Locate the line that contains "async fn shutdown_signal()" in the entries below, then repeat it and every following line through the line that contains "use super::*;", exactly, and no others.
◆ ◆ ◆ ◆ ◆ ◆ ◆
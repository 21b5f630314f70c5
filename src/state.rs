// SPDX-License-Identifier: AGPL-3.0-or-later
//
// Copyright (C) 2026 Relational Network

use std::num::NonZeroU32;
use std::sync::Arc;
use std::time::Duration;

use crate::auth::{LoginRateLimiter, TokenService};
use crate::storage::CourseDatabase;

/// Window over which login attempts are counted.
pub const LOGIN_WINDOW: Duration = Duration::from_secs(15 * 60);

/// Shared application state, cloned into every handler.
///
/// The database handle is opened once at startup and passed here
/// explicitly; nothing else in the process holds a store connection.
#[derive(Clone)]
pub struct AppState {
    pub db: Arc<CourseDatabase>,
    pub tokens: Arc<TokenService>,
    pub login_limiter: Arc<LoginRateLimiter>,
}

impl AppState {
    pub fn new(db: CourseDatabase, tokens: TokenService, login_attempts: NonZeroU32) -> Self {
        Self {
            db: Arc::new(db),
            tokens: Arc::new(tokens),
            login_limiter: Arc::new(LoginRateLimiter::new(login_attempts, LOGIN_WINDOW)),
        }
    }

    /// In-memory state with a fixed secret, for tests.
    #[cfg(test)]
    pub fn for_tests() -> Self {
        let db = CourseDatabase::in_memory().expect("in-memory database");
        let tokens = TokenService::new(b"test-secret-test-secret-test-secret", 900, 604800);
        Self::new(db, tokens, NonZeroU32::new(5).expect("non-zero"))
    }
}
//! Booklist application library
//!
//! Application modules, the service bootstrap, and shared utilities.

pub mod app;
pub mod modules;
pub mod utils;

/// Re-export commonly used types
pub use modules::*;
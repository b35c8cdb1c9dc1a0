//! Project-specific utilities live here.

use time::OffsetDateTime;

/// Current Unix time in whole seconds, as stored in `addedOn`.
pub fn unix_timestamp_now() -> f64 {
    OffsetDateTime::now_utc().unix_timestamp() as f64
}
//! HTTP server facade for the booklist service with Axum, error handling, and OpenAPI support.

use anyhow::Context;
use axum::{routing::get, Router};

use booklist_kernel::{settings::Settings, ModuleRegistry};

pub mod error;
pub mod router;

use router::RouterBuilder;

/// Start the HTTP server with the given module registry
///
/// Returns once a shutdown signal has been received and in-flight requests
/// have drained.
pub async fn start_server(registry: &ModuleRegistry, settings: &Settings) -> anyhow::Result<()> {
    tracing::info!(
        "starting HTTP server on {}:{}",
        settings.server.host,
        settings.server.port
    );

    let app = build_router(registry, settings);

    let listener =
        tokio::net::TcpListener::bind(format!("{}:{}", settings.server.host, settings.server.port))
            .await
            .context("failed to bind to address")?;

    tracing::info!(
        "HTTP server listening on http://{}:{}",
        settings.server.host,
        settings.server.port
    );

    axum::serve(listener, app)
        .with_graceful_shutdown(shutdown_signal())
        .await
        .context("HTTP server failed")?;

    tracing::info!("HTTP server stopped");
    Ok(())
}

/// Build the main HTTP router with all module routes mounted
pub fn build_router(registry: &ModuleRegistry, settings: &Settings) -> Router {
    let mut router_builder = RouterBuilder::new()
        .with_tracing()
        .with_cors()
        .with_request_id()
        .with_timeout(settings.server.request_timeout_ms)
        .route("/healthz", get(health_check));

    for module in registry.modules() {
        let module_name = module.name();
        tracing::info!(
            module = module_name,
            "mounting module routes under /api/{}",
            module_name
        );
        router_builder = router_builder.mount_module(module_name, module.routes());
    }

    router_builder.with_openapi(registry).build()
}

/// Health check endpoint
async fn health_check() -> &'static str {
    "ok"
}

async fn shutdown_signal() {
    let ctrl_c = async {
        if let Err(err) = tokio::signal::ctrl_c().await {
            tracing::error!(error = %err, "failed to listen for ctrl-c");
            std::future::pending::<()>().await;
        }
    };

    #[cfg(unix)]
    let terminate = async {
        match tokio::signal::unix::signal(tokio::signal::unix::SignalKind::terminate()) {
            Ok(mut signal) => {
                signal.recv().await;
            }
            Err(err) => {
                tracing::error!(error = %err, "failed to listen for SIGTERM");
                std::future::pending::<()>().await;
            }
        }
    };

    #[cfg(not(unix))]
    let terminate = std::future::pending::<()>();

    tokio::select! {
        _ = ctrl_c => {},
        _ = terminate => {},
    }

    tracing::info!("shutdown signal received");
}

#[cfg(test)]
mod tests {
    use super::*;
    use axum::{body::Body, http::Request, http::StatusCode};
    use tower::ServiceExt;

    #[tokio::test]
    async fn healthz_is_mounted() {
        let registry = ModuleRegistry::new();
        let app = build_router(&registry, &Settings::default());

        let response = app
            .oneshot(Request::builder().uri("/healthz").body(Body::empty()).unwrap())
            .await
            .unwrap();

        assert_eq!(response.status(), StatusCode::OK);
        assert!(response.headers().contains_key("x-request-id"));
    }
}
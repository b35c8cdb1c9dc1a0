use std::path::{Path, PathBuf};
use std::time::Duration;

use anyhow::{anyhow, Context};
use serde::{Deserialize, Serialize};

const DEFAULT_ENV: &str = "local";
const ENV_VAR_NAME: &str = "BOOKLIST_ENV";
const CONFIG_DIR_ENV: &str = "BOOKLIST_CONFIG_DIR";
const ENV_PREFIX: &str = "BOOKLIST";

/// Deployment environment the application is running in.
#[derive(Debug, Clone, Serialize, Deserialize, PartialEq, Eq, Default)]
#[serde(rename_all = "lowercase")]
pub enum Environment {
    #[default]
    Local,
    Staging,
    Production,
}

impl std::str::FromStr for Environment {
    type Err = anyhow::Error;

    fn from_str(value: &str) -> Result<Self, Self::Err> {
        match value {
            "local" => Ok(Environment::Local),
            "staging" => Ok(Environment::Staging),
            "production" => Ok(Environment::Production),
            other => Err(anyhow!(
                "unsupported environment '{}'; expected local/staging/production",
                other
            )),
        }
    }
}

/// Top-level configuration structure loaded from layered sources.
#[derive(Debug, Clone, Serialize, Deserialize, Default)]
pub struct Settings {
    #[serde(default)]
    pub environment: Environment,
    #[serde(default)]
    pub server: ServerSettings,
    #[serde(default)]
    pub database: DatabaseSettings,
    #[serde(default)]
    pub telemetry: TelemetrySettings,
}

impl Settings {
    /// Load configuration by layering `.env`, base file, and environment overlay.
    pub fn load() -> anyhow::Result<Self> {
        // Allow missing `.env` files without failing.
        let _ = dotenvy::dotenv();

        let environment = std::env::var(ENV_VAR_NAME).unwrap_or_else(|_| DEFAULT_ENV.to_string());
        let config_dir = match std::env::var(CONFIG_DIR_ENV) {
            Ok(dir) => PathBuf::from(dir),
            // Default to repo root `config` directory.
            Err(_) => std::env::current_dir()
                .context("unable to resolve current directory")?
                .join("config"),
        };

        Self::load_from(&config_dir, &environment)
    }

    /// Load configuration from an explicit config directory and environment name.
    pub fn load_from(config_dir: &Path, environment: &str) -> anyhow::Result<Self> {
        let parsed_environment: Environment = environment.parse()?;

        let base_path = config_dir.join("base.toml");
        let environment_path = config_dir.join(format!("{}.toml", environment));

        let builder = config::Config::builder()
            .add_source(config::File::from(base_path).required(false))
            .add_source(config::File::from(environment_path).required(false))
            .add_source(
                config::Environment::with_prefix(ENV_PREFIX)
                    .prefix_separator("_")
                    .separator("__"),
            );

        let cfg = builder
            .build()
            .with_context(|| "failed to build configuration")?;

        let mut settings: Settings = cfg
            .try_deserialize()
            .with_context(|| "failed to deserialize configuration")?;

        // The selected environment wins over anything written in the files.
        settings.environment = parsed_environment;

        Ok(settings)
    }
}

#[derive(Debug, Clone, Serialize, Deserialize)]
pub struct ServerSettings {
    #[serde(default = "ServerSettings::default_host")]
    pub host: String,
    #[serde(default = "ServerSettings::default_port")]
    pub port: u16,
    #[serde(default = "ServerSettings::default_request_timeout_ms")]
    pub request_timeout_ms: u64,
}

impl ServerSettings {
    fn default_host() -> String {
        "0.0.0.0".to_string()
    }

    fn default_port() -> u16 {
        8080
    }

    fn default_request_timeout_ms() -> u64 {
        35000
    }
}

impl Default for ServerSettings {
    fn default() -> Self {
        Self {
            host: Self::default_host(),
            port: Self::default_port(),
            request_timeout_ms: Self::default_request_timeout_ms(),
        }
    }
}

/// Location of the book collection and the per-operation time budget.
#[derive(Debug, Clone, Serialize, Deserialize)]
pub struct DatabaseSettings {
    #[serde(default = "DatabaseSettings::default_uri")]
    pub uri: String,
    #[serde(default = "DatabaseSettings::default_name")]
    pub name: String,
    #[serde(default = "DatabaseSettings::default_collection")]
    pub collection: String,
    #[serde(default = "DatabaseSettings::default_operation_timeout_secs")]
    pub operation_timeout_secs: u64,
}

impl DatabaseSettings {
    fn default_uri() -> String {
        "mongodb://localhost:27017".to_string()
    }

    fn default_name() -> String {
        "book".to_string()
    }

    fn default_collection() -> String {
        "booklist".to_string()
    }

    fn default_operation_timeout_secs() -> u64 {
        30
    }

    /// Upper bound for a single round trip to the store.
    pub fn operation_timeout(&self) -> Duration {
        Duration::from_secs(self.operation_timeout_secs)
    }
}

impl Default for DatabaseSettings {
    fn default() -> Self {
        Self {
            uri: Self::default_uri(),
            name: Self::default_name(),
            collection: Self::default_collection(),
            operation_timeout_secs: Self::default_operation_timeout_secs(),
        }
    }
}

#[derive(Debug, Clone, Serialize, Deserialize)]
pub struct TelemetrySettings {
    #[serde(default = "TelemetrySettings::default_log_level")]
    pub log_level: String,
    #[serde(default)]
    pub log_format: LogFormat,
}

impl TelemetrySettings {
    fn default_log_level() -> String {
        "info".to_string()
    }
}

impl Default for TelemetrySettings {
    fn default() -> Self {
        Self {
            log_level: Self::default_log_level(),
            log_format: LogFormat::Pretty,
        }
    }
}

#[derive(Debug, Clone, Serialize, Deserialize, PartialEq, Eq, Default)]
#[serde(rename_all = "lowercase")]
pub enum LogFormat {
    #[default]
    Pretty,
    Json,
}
◆ ◆ ◆ ◆ ◆ ◆ ◆
→ **Response below**
async fn shutdown_signal() {
    let ctrl_c = async {
        if let Err(err) = tokio::signal::ctrl_c().await {
            tracing::error!(error = %err, "failed to listen for ctrl-c");
            std::future::pending::<()>().await;
        }
    };

    #[cfg(unix)]
    let terminate = async {
        match tokio::signal::unix::signal(tokio::signal::unix::SignalKind::terminate()) {
            Ok(mut signal) => {
                signal.recv().await;
            }
            Err(err) => {
                tracing::error!(error = %err, "failed to listen for SIGTERM");
                std::future::pending::<()>().await;
            }
        }
    };

    #[cfg(not(unix))]
    let terminate = std::future::pending::<()>();

    tokio::select! {
        _ = ctrl_c => {},
        _ = terminate => {},
    }

    tracing::info!("shutdown signal received");
}

#[cfg(test)]
mod tests {
    use super::*;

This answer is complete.